Where did Ragdolls come from?
The breed was developed in Riverside, California by breeder Ann Baker. A regular, non-pedigreed, white domestic longhaired cat named Josephine produced several litters of typical cats. Josephine was not of any particular breed, nor were the males who sired the original litters. Ann Baker described herself that the original cats of the Ragdoll breed were "alley cats". Josephine later produced kittens with a docile, placid temperament, affectionate nature, and a tendency to go limp and relaxed when picked up.
Out of those early litters came Blackie, an all-black male, and Daddy Warbucks, a seal point with white feet. Daddy Warbucks sired the founding bi-color female Fugianna, and Blackie sired Buckwheat, a dark brown/black Burmese-like female. Both Fugianna and Buckwheat were daughters of Josephine. All Ragdolls are descended from Baker's cats through matings of Daddy Warbucks to Fugianna and Buckwheat.
Baker, in an unusual move, spurned traditional cat breeding associations. She trademarked the name Ragdoll, set up her own registry – the International Ragdoll Cat Association (IRCA) – around 1971, and enforced stringent standards on anyone who wanted to breed or sell cats under that name. The Ragdolls were also not allowed to be registered by other breed associations. The IRCA is still in existence today but is quite small, particularly since Baker's death in 1997.

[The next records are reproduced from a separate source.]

//! Module substitution tables that stub out disabled features.
//!
//! A light bundle must not merely skip disabled code at runtime, it must not
//! contain it. Redirecting every import of a feature's modules to an empty
//! stub lets the bundler's reachability analysis drop the implementation.
//!
//! Imports are matched by their literal specifier, so each module is listed
//! once per relative spelling that appears in the source tree: from the
//! library root (`./utils/...`) and from one directory down (`../utils/...`).

use super::descriptor::Profile;
use super::features::{Feature, FeatureSet};
use serde::Serialize;
use std::collections::BTreeMap;

/// Stub for specifiers written relative to the library root.
pub const ROOT_STUB: &str = "./empty.js";

/// Stub for specifiers written from a one-level-nested directory.
pub const NESTED_STUB: &str = "../empty.js";

/// One (module specifier → stub specifier) substitution.
#[derive(Debug, Clone, Copy, PartialEq, Eq)]
pub struct StubRule {
    pub module: &'static str,
    pub stub: &'static str,
}

const fn root(module: &'static str) -> StubRule {
    StubRule { module, stub: ROOT_STUB }
}

const fn nested(module: &'static str) -> StubRule {
    StubRule { module, stub: NESTED_STUB }
}

/// Modules implementing each feature, in every spelling they are imported by.
pub fn stub_rules(feature: Feature) -> &'static [StubRule] {
    const EME: &[StubRule] = &[
        root("./controller/eme-controller"),
        root("./utils/mediakeys-helper"),
        nested("../utils/mediakeys-helper"),
    ];
    const CMCD: &[StubRule] = &[root("./controller/cmcd-controller")];
    const SUBTITLES: &[StubRule] = &[
        root("./utils/cues"),
        root("./controller/timeline-controller"),
        root("./controller/subtitle-track-controller"),
        root("./controller/subtitle-stream-controller"),
    ];
    const ALT_AUDIO: &[StubRule] = &[
        root("./controller/audio-track-controller"),
        root("./controller/audio-stream-controller"),
    ];
    const VARIABLE_SUBSTITUTION: &[StubRule] = &[
        root("./utils/variable-substitution"),
        nested("../utils/variable-substitution"),
    ];

    match feature {
        Feature::EmeDrm => EME,
        Feature::Cmcd => CMCD,
        Feature::Subtitles => SUBTITLES,
        Feature::AltAudio => ALT_AUDIO,
        Feature::VariableSubstitution => VARIABLE_SUBSTITUTION,
        // Guarded by its constant only; no module is stubbed.
        Feature::ContentSteering => &[],
    }
}

/// Mapping from module specifier to stub specifier.
#[derive(Debug, Clone, Default, PartialEq, Eq, Serialize)]
#[serde(transparent)]
pub struct AliasTable {
    entries: BTreeMap<String, String>,
}

impl AliasTable {
    /// Stubs every module of every disabled feature.
    pub fn build(features: &FeatureSet) -> Self {
        let entries: BTreeMap<String, String> = features
            .disabled()
            .flat_map(stub_rules)
            .map(|rule| (rule.module.to_string(), rule.stub.to_string()))
            .collect();
        log::debug!("Alias table stubs {} module specifiers", entries.len());
        Self { entries }
    }

    /// Alias table for a profile: empty for [`Profile::Main`].
    pub fn for_profile(features: &FeatureSet, profile: Profile) -> Self {
        match profile {
            Profile::Main => Self::default(),
            Profile::Light => Self::build(features),
        }
    }

    /// Stub a specifier is redirected to.
    pub fn get(&self, module: &str) -> Option<&str> {
        self.entries.get(module).map(String::as_str)
    }

    pub fn contains(&self, module: &str) -> bool {
        self.entries.contains_key(module)
    }

    pub fn len(&self) -> usize {
        self.entries.len()
    }

    pub fn is_empty(&self) -> bool {
        self.entries.is_empty()
    }

    pub fn iter(&self) -> impl Iterator<Item = (&str, &str)> {
        self.entries.iter().map(|(k, v)| (k.as_str(), v.as_str()))
    }
}
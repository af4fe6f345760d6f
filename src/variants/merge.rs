//! Deep merge of configuration trees.
//!
//! Objects merge key-wise and recursively, arrays concatenate (base first),
//! anything else takes the overlay's value. Inputs are never mutated.

use serde_json::{Map, Value};

/// Merges `overlay` on top of `base`, returning a new value.
pub fn deep_merge(base: &Value, overlay: &Value) -> Value {
    match (base, overlay) {
        (Value::Object(base), Value::Object(overlay)) => Value::Object(merge_objects(base, overlay)),
        (Value::Array(base), Value::Array(overlay)) => {
            Value::Array(base.iter().chain(overlay).cloned().collect())
        }
        (_, overlay) => overlay.clone(),
    }
}

fn merge_objects(base: &Map<String, Value>, overlay: &Map<String, Value>) -> Map<String, Value> {
    let mut merged = base.clone();
    for (key, value) in overlay {
        let next = match base.get(key) {
            Some(existing) => deep_merge(existing, value),
            None => value.clone(),
        };
        merged.insert(key.clone(), next);
    }
    merged
}

/// Folds several overlays onto `base`, left to right.
pub fn merge_all<'a>(base: &Value, overlays: impl IntoIterator<Item = &'a Value>) -> Value {
    overlays
        .into_iter()
        .fold(base.clone(), |acc, overlay| deep_merge(&acc, overlay))
}
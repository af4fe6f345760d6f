//! Shared defaults merged underneath every variant.

use serde_json::{Value, json};
use std::path::Path;

/// Loader whose options carry the rewrite plugins.
pub const SOURCE_LOADER: &str = "babel-loader";

/// Browser targets the transpiler lowers syntax for.
pub const BROWSER_TARGETS: &[&str] = &[
    "chrome >= 47",
    "firefox >= 51",
    "safari >= 8",
    "ios >= 8",
    "android >= 4",
];

/// Base configuration tree.
#[derive(Debug, Clone, PartialEq)]
pub struct BaseDescriptor {
    value: Value,
}

impl BaseDescriptor {
    pub fn new(value: Value) -> Self {
        Self { value }
    }

    /// Standard defaults for a library rooted at `root`.
    pub fn standard(root: &Path) -> Self {
        let node_modules = root.join("node_modules");
        Self {
            value: json!({
                "mode": "development",
                "entry": "./src/hls",
                "optimization": {
                    "splitChunks": false,
                    // Worker inlining breaks when unused exports are pruned.
                    "usedExports": false,
                },
                "resolve": {
                    "extensions": [".ts", ".js"],
                },
                "module": {
                    "strictExportPresence": true,
                    "rules": [{
                        "test": "\\.(ts|js)$",
                        "exclude": [node_modules.to_string_lossy()],
                        "loader": SOURCE_LOADER,
                        "options": {
                            "babelrc": false,
                            "presets": [
                                ["@babel/preset-typescript", { "optimizeConstEnums": true }],
                                ["@babel/preset-env", {
                                    "loose": true,
                                    "modules": false,
                                    "targets": { "browsers": BROWSER_TARGETS },
                                }],
                            ],
                            "plugins": [
                                ["@babel/plugin-proposal-class-properties", { "loose": true }],
                                "@babel/plugin-proposal-object-rest-spread",
                                ["@babel/plugin-transform-object-assign"],
                                ["@babel/plugin-proposal-optional-chaining"],
                            ],
                        },
                    }],
                },
            }),
        }
    }

    pub fn value(&self) -> &Value {
        &self.value
    }

    /// Returns a copy of the base with extra plugins on the source loader.
    ///
    /// `rewrites` run right after object-rest-spread and before the
    /// object-assign transform. `trailing` plugins run last. Without a
    /// source loader rule the copy is returned unchanged.
    pub fn with_loader_plugins(&self, rewrites: Vec<Value>, trailing: Vec<Value>) -> Self {
        let mut value = self.value.clone();
        let loader_plugins = value
            .pointer_mut("/module/rules")
            .and_then(Value::as_array_mut)
            .and_then(|rules| {
                rules
                    .iter_mut()
                    .find(|rule| rule.get("loader").and_then(Value::as_str) == Some(SOURCE_LOADER))
            })
            .and_then(|rule| rule.pointer_mut("/options/plugins"))
            .and_then(Value::as_array_mut);

        match loader_plugins {
            Some(existing) => {
                let at = existing
                    .iter()
                    .position(|plugin| plugin_name(plugin) == Some(REWRITE_ANCHOR))
                    .map_or(existing.len(), |n| n + 1);
                let after = existing.split_off(at);
                existing.extend(rewrites);
                existing.extend(after);
                existing.extend(trailing);
            }
            None => log::warn!("Base descriptor has no {SOURCE_LOADER} rule; rewrite plugins not attached"),
        }
        Self { value }
    }
}

/// Plugin the rewrite plugins are placed after.
const REWRITE_ANCHOR: &str = "@babel/plugin-proposal-object-rest-spread";

/// Name of a loader plugin given as `"name"` or `["name", options]`.
fn plugin_name(plugin: &Value) -> Option<&str> {
    match plugin {
        Value::String(name) => Some(name.as_str()),
        Value::Array(entry) => entry.first().and_then(Value::as_str),
        _ => None,
    }
}

#[cfg(test)]
mod tests {
    use super::*;

    #[test]
    fn loader_plugins_are_placed_without_touching_the_original() {
        let base = BaseDescriptor::standard(Path::new("/repo"));
        let extended = base.with_loader_plugins(vec![json!(["rewrite", {}])], vec![json!(["strip", {}])]);

        let names = |b: &BaseDescriptor| -> Vec<String> {
            b.value()
                .pointer("/module/rules/0/options/plugins")
                .and_then(Value::as_array)
                .map(|plugins| {
                    plugins
                        .iter()
                        .filter_map(plugin_name)
                        .map(str::to_string)
                        .collect()
                })
                .unwrap_or_default()
        };
        assert_eq!(names(&base).len(), 4);
        assert_eq!(
            names(&extended),
            vec![
                "@babel/plugin-proposal-class-properties",
                "@babel/plugin-proposal-object-rest-spread",
                "rewrite",
                "@babel/plugin-transform-object-assign",
                "@babel/plugin-proposal-optional-chaining",
                "strip",
            ]
        );
    }

    #[test]
    fn exclude_is_rooted() {
        let base = BaseDescriptor::standard(Path::new("/repo"));
        assert_eq!(
            base.value().pointer("/module/rules/0/exclude/0"),
            Some(&json!("/repo/node_modules"))
        );
    }
}
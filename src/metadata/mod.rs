//! Package version discovery from `package.json`.

use crate::error::{CliError, Result, VariantError};
use std::path::Path;

/// Package metadata extracted from `package.json`
#[derive(Debug, Clone, PartialEq, Eq)]
pub struct PackageMetadata {
    /// Package name, when declared
    pub name: Option<String>,

    /// Package version (e.g., "1.5.0")
    pub version: String,
}

/// Parses manifest text.
///
/// A version that is not valid semver is still accepted, with a warning,
/// since it is injected verbatim as a string constant.
pub fn parse_manifest(source: &str) -> Result<PackageMetadata> {
    let manifest: serde_json::Value = serde_json::from_str(source)?;

    let version = manifest
        .get("version")
        .and_then(|v| v.as_str())
        .ok_or_else(|| {
            VariantError::Cli(CliError::InvalidArguments {
                reason: "Missing 'version' in package.json".to_string(),
            })
        })?
        .to_string();

    if let Err(e) = semver::Version::parse(&version) {
        log::warn!("Package version '{}' is not valid semver: {}", version, e);
    }

    Ok(PackageMetadata {
        name: manifest
            .get("name")
            .and_then(|v| v.as_str())
            .map(String::from),
        version,
    })
}

/// Reads and parses a `package.json` file.
pub async fn load_manifest(path: &Path) -> Result<PackageMetadata> {
    let source = tokio::fs::read_to_string(path).await.map_err(|e| {
        VariantError::Cli(CliError::ExecutionFailed {
            command: "read_package_json".to_string(),
            reason: format!("Failed to read {}: {}", path.display(), e),
        })
    })?;

    let metadata = parse_manifest(&source)?;
    log::debug!(
        "Loaded {} version {} from {}",
        metadata.name.as_deref().unwrap_or("<unnamed>"),
        metadata.version,
        path.display()
    );
    Ok(metadata)
}
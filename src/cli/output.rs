//! Emission of generated configurations.

use crate::error::Result;
use std::path::Path;
use tokio::fs;
use tokio::io::{AsyncWriteExt, BufWriter};

/// Writes `contents` to `path`, creating parent directories as needed.
pub async fn write_file(path: &Path, contents: &str) -> Result<()> {
    if let Some(parent) = path.parent().filter(|p| !p.as_os_str().is_empty()) {
        fs::create_dir_all(parent).await?;
    }
    let file = fs::File::create(path).await?;
    let mut writer = BufWriter::new(file);
    writer.write_all(contents.as_bytes()).await?;
    writer.flush().await?;
    Ok(())
}

/// Writes `contents` to `path`, or to stdout when no path is given.
pub async fn emit(path: Option<&Path>, contents: &str) -> Result<()> {
    match path {
        Some(path) => {
            write_file(path, contents).await?;
            log::info!("Wrote {}", path.display());
        }
        None => {
            let mut stdout = tokio::io::stdout();
            stdout.write_all(contents.as_bytes()).await?;
            if !contents.ends_with('\n') {
                stdout.write_all(b"\n").await?;
            }
            stdout.flush().await?;
        }
    }
    Ok(())
}

#[cfg(test)]
mod tests {
    use super::*;

    #[tokio::test]
    async fn creates_missing_parent_directories() {
        let dir = tempfile::tempdir().unwrap();
        let path = dir.path().join("nested").join("configs.json");
        write_file(&path, "[]").await.unwrap();
        assert_eq!(std::fs::read_to_string(&path).unwrap(), "[]");
    }
}
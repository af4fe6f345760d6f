//! Feature flag resolution from the process environment.

use serde::{Deserialize, Serialize};
use std::collections::BTreeMap;

/// Point-in-time copy of the process environment.
///
/// Taken once at startup and threaded through every resolver, so nothing
/// downstream reads ambient process state.
#[derive(Debug, Clone, Default, PartialEq, Eq)]
pub struct EnvSnapshot {
    vars: BTreeMap<String, String>,
}

impl EnvSnapshot {
    /// Captures the current process environment.
    ///
    /// Variables whose name or value is not valid unicode are skipped.
    pub fn capture() -> Self {
        Self {
            vars: std::env::vars_os()
                .filter_map(|(k, v)| Some((k.into_string().ok()?, v.into_string().ok()?)))
                .collect(),
        }
    }

    /// Returns the raw value of a variable.
    pub fn get(&self, key: &str) -> Option<&str> {
        self.vars.get(key).map(String::as_str)
    }

    /// Whether the variable is set to a non-empty string.
    pub fn is_truthy(&self, key: &str) -> bool {
        self.get(key).is_some_and(|v| !v.is_empty())
    }

    /// Whether the variable is exactly the string `"true"`.
    pub fn is_literal_true(&self, key: &str) -> bool {
        self.get(key) == Some("true")
    }
}

impl<K: Into<String>, V: Into<String>> FromIterator<(K, V)> for EnvSnapshot {
    fn from_iter<I: IntoIterator<Item = (K, V)>>(iter: I) -> Self {
        Self {
            vars: iter.into_iter().map(|(k, v)| (k.into(), v.into())).collect(),
        }
    }
}

/// A toggleable capability of the library being bundled.
#[derive(Debug, Clone, Copy, PartialEq, Eq, Hash, PartialOrd, Ord, Serialize, Deserialize)]
#[serde(rename_all = "camelCase")]
pub enum Feature {
    Subtitles,
    AltAudio,
    EmeDrm,
    Cmcd,
    ContentSteering,
    VariableSubstitution,
}

impl Feature {
    /// Every feature, in constant-table order.
    pub const ALL: [Feature; 6] = [
        Feature::Subtitles,
        Feature::AltAudio,
        Feature::EmeDrm,
        Feature::Cmcd,
        Feature::ContentSteering,
        Feature::VariableSubstitution,
    ];

    /// Environment variables that enable this feature: the current name
    /// first, then the legacy `USE_` spelling.
    pub fn env_synonyms(self) -> &'static [&'static str] {
        match self {
            Feature::Subtitles => &["SUBTITLE", "USE_SUBTITLES"],
            Feature::AltAudio => &["ALT_AUDIO", "USE_ALT_AUDIO"],
            Feature::EmeDrm => &["EME_DRM", "USE_EME_DRM"],
            Feature::Cmcd => &["CMCD", "USE_CMCD"],
            Feature::ContentSteering => &["CONTENT_STEERING", "USE_CONTENT_STEERING"],
            Feature::VariableSubstitution => {
                &["VARIABLE_SUBSTITUTION", "USE_VARIABLE_SUBSTITUTION"]
            }
        }
    }

    /// Compile-time constant that guards this feature in the bundled source.
    pub fn constant_name(self) -> &'static str {
        match self {
            Feature::Subtitles => "__USE_SUBTITLES__",
            Feature::AltAudio => "__USE_ALT_AUDIO__",
            Feature::EmeDrm => "__USE_EME_DRM__",
            Feature::Cmcd => "__USE_CMCD__",
            Feature::ContentSteering => "__USE_CONTENT_STEERING__",
            Feature::VariableSubstitution => "__USE_VARIABLE_SUBSTITUTION__",
        }
    }
}

impl std::fmt::Display for Feature {
    fn fmt(&self, f: &mut std::fmt::Formatter<'_>) -> std::fmt::Result {
        let name = match self {
            Feature::Subtitles => "subtitles",
            Feature::AltAudio => "altAudio",
            Feature::EmeDrm => "emeDrm",
            Feature::Cmcd => "cmcd",
            Feature::ContentSteering => "contentSteering",
            Feature::VariableSubstitution => "variableSubstitution",
        };
        f.write_str(name)
    }
}

/// Canonical set of enabled features for one build invocation.
#[derive(Debug, Clone, Copy, Default, PartialEq, Eq, Hash, Serialize, Deserialize)]
#[serde(rename_all = "camelCase")]
pub struct FeatureSet {
    pub subtitles: bool,
    pub alt_audio: bool,
    pub eme_drm: bool,
    pub cmcd: bool,
    pub content_steering: bool,
    pub variable_substitution: bool,
}

impl FeatureSet {
    /// Every feature enabled.
    pub fn all() -> Self {
        Self::from_fn(|_| true)
    }

    /// Every feature disabled.
    pub fn none() -> Self {
        Self::default()
    }

    /// Builds a set by asking `enabled` about each feature.
    pub fn from_fn(mut enabled: impl FnMut(Feature) -> bool) -> Self {
        Self {
            subtitles: enabled(Feature::Subtitles),
            alt_audio: enabled(Feature::AltAudio),
            eme_drm: enabled(Feature::EmeDrm),
            cmcd: enabled(Feature::Cmcd),
            content_steering: enabled(Feature::ContentSteering),
            variable_substitution: enabled(Feature::VariableSubstitution),
        }
    }

    /// Whether a feature is enabled.
    pub fn is_enabled(&self, feature: Feature) -> bool {
        match feature {
            Feature::Subtitles => self.subtitles,
            Feature::AltAudio => self.alt_audio,
            Feature::EmeDrm => self.eme_drm,
            Feature::Cmcd => self.cmcd,
            Feature::ContentSteering => self.content_steering,
            Feature::VariableSubstitution => self.variable_substitution,
        }
    }

    /// Returns a copy with one feature switched.
    pub fn with(self, feature: Feature, enabled: bool) -> Self {
        Self::from_fn(|f| if f == feature { enabled } else { self.is_enabled(f) })
    }

    /// Features that are switched off.
    pub fn disabled(&self) -> impl Iterator<Item = Feature> + '_ {
        Feature::ALL.into_iter().filter(|f| !self.is_enabled(*f))
    }
}

/// Resolves a [`FeatureSet`] from an environment snapshot.
///
/// A feature is on when any of its synonyms holds a non-empty value. Missing
/// or empty variables leave it off; resolution never fails.
pub fn resolve(env: &EnvSnapshot) -> FeatureSet {
    let features = FeatureSet::from_fn(|feature| {
        feature.env_synonyms().iter().any(|key| env.is_truthy(key))
    });
    log::debug!("Resolved features: {features:?}");
    features
}

#[cfg(test)]
mod tests {
    use super::*;
    use proptest::prelude::*;

    #[test]
    fn empty_environment_disables_everything() {
        assert_eq!(resolve(&EnvSnapshot::default()), FeatureSet::none());
    }

    #[test]
    fn legacy_and_current_names_both_enable() {
        let env: EnvSnapshot = [("SUBTITLE", "1"), ("USE_CMCD", "yes")].into_iter().collect();
        let features = resolve(&env);
        assert!(features.subtitles);
        assert!(features.cmcd);
        assert!(!features.alt_audio);
        assert!(!features.eme_drm);
    }

    #[test]
    fn empty_value_is_not_truthy() {
        let env: EnvSnapshot = [("EME_DRM", ""), ("USE_EME_DRM", "")].into_iter().collect();
        assert!(!resolve(&env).eme_drm);
    }

    #[test]
    fn with_toggles_a_single_feature() {
        let set = FeatureSet::all().with(Feature::EmeDrm, false);
        assert_eq!(set.disabled().collect::<Vec<_>>(), vec![Feature::EmeDrm]);
    }

    proptest! {
        #[test]
        fn resolution_is_idempotent_and_total(
            vars in proptest::collection::btree_map(
                prop::sample::select(vec![
                    "SUBTITLE", "USE_SUBTITLES", "ALT_AUDIO", "USE_ALT_AUDIO",
                    "EME_DRM", "USE_EME_DRM", "CMCD", "USE_CMCD",
                    "CONTENT_STEERING", "USE_CONTENT_STEERING",
                    "VARIABLE_SUBSTITUTION", "USE_VARIABLE_SUBSTITUTION", "UNRELATED",
                ]),
                ".{0,4}",
                0..8,
            )
        ) {
            let env: EnvSnapshot = vars.clone().into_iter().collect();
            let first = resolve(&env);
            prop_assert_eq!(first, resolve(&env));
            for feature in Feature::ALL {
                let expected = feature
                    .env_synonyms()
                    .iter()
                    .any(|k| vars.get(*k).is_some_and(|v| !v.is_empty()));
                prop_assert_eq!(first.is_enabled(feature), expected);
            }
        }
    }
}
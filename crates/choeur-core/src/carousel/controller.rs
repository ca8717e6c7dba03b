//! Carousel state machine.

use std::mem;

use log::{debug, error};

use super::{
    host::{CarouselHost, TimerId},
    CarouselConfig, CarouselState, PlayState, SlideList,
};
use crate::error::CarouselError;

/// Where autoplay scheduling stands.
///
/// Each non-idle phase owns exactly one host timer, so a carousel never has
/// two timers alive at once.
#[derive(Debug, Clone, Copy, PartialEq, Eq)]
pub enum AutoplayPhase {
    /// No timer scheduled
    Idle,
    /// Waiting for the start delay to elapse
    ScheduledToStart(TimerId),
    /// Recurring interval advancing the slides
    Running(TimerId),
}

/// User interactions with the carousel controls.
#[derive(Debug, Clone, Copy, PartialEq, Eq)]
pub enum CarouselCommand {
    Previous,
    Next,
    GoTo(usize),
    TogglePlayPause,
    SetAutoplay(bool),
    Quit,
}

/// A mounted carousel instance.
///
/// The carousel owns its host; dropping it (or calling
/// [`unmount`](Self::unmount)) cancels any pending timer.
pub struct Carousel<H: CarouselHost> {
    slides: SlideList,
    config: CarouselConfig,
    host: H,
    state: CarouselState,
    phase: AutoplayPhase,
    autoplay_error: Option<CarouselError>,
}

impl<H: CarouselHost> Carousel<H> {
    /// Creates a paused carousel on the first slide. No timer is scheduled
    /// until [`mount`](Self::mount).
    pub fn new(slides: SlideList, config: CarouselConfig, host: H) -> Self {
        Self {
            slides,
            config,
            host,
            state: CarouselState {
                current_index: 0,
                play_state: PlayState::Paused,
            },
            phase: AutoplayPhase::Idle,
            autoplay_error: None,
        }
    }

    /// Establishes the initial play state: playing when autoplay is
    /// configured and the host does not prefer reduced motion.
    ///
    /// # Errors
    ///
    /// Returns `CarouselError::TimerUnavailable` if autoplay should start but
    /// the host cannot schedule timers. The carousel stays paused and
    /// remains navigable.
    pub fn mount(&mut self) -> Result<(), CarouselError> {
        debug!(
            "Mounting carousel with {} slides (autoplay: {})",
            self.slides.len(),
            self.config.autoplay
        );
        if !self.config.autoplay {
            self.pause();
            return Ok(());
        }
        if self.host.prefers_reduced_motion() {
            debug!("Reduced motion preferred, mounting paused");
            self.pause();
            return Ok(());
        }
        self.play()
    }

    pub fn state(&self) -> CarouselState {
        self.state
    }

    pub fn phase(&self) -> AutoplayPhase {
        self.phase
    }

    pub fn slides(&self) -> &SlideList {
        &self.slides
    }

    pub fn config(&self) -> &CarouselConfig {
        &self.config
    }

    pub fn host(&self) -> &H {
        &self.host
    }

    /// The error that last prevented autoplay from starting, if any.
    pub fn autoplay_error(&self) -> Option<&CarouselError> {
        self.autoplay_error.as_ref()
    }

    /// Shows the next slide and stops autoplay.
    pub fn next(&mut self) {
        self.pause();
        self.state.current_index = (self.state.current_index + 1) % self.slides.len();
        debug!("Manual navigation to slide {}", self.state.current_index);
    }

    /// Shows the previous slide and stops autoplay.
    pub fn previous(&mut self) {
        self.pause();
        let len = self.slides.len();
        self.state.current_index = (self.state.current_index + len - 1) % len;
        debug!("Manual navigation to slide {}", self.state.current_index);
    }

    /// Jumps to slide `index` without touching the play state.
    pub fn go_to(&mut self, index: usize) -> Result<(), CarouselError> {
        if index >= self.slides.len() {
            return Err(CarouselError::SlideOutOfRange {
                index,
                len: self.slides.len(),
            });
        }
        self.state.current_index = index;
        Ok(())
    }

    /// Flips between playing and paused.
    pub fn toggle_play_pause(&mut self) -> Result<(), CarouselError> {
        match self.state.play_state {
            PlayState::Playing => {
                self.pause();
                Ok(())
            }
            PlayState::Paused => self.play(),
        }
    }

    /// Mirrors a change of the autoplay setting onto the play state.
    pub fn set_autoplay(&mut self, autoplay: bool) -> Result<(), CarouselError> {
        self.config.autoplay = autoplay;
        match (autoplay, self.state.play_state) {
            (true, PlayState::Paused) => self.play(),
            (false, PlayState::Playing) => {
                self.pause();
                Ok(())
            }
            _ => Ok(()),
        }
    }

    /// Applies a user command. `Quit` is left to the caller.
    pub fn apply(&mut self, command: CarouselCommand) -> Result<(), CarouselError> {
        match command {
            CarouselCommand::Previous => {
                self.previous();
                Ok(())
            }
            CarouselCommand::Next => {
                self.next();
                Ok(())
            }
            CarouselCommand::GoTo(index) => self.go_to(index),
            CarouselCommand::TogglePlayPause => self.toggle_play_pause(),
            CarouselCommand::SetAutoplay(autoplay) => self.set_autoplay(autoplay),
            CarouselCommand::Quit => Ok(()),
        }
    }

    /// Handles a fired host timer.
    ///
    /// Returns true when the visible state changed. Ids that do not match the
    /// current phase belong to cancelled timers and are ignored.
    pub fn on_timer(&mut self, id: TimerId) -> bool {
        let phase = self.phase;
        match phase {
            AutoplayPhase::ScheduledToStart(pending) if pending == id => {
                self.host.cancel(pending);
                self.phase = AutoplayPhase::Idle;
                match self.host.schedule_repeating(self.config.interval()) {
                    Ok(interval) => {
                        debug!("Autoplay running on {interval}");
                        self.phase = AutoplayPhase::Running(interval);
                        false
                    }
                    Err(e) => {
                        error!("Autoplay could not start: {e}");
                        self.autoplay_error = Some(e);
                        self.state.play_state = PlayState::Paused;
                        true
                    }
                }
            }
            AutoplayPhase::Running(active) if active == id => {
                self.state.current_index = (self.state.current_index + 1) % self.slides.len();
                true
            }
            _ => {
                debug!("Ignoring stale {id}");
                false
            }
        }
    }

    /// Cancels pending timers and returns the final state.
    pub fn unmount(mut self) -> CarouselState {
        self.stop_autoplay();
        debug!("Carousel unmounted on slide {}", self.state.current_index);
        self.state
    }

    /// Enters `Playing`. Under reduced motion no timer is scheduled and the
    /// phase stays `Idle`, so the carousel never advances on its own.
    fn play(&mut self) -> Result<(), CarouselError> {
        self.stop_autoplay();
        if self.host.prefers_reduced_motion() {
            debug!("Reduced motion preferred, playing without timers");
            self.state.play_state = PlayState::Playing;
            self.autoplay_error = None;
            return Ok(());
        }

        match self.host.schedule_once(self.config.start_delay()) {
            Ok(id) => {
                debug!("Autoplay scheduled to start on {id}");
                self.phase = AutoplayPhase::ScheduledToStart(id);
                self.state.play_state = PlayState::Playing;
                self.autoplay_error = None;
                Ok(())
            }
            Err(e) => {
                error!("Autoplay could not be scheduled: {e}");
                self.state.play_state = PlayState::Paused;
                self.autoplay_error = Some(e.clone());
                Err(e)
            }
        }
    }

    fn pause(&mut self) {
        self.stop_autoplay();
        self.state.play_state = PlayState::Paused;
    }

    fn stop_autoplay(&mut self) {
        match mem::replace(&mut self.phase, AutoplayPhase::Idle) {
            AutoplayPhase::ScheduledToStart(id) | AutoplayPhase::Running(id) => {
                debug!("Cancelling {id}");
                self.host.cancel(id);
            }
            AutoplayPhase::Idle => {}
        }
    }
}

impl<H: CarouselHost> Drop for Carousel<H> {
    fn drop(&mut self) {
        self.stop_autoplay();
    }
}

In 1975, a group led by a husband-and-wife team, Denny and Laura Dayton, broke ranks with the IRCA with the aim of gaining mainstream recognition for the Ragdoll. Beginning with a breeding pair of IRCA cats, this group eventually developed the Ragdoll standard currently accepted by major cat registries such as the CFA and the FIFe. Around the time of the spread of the Ragdoll breed in America during the early 1960s, a breeding pair of Ragdolls was exported to the UK. Eight more cats followed this pair to fully establish the breed in the UK, where it is recognized by the Governing Council of the Cat Fancy.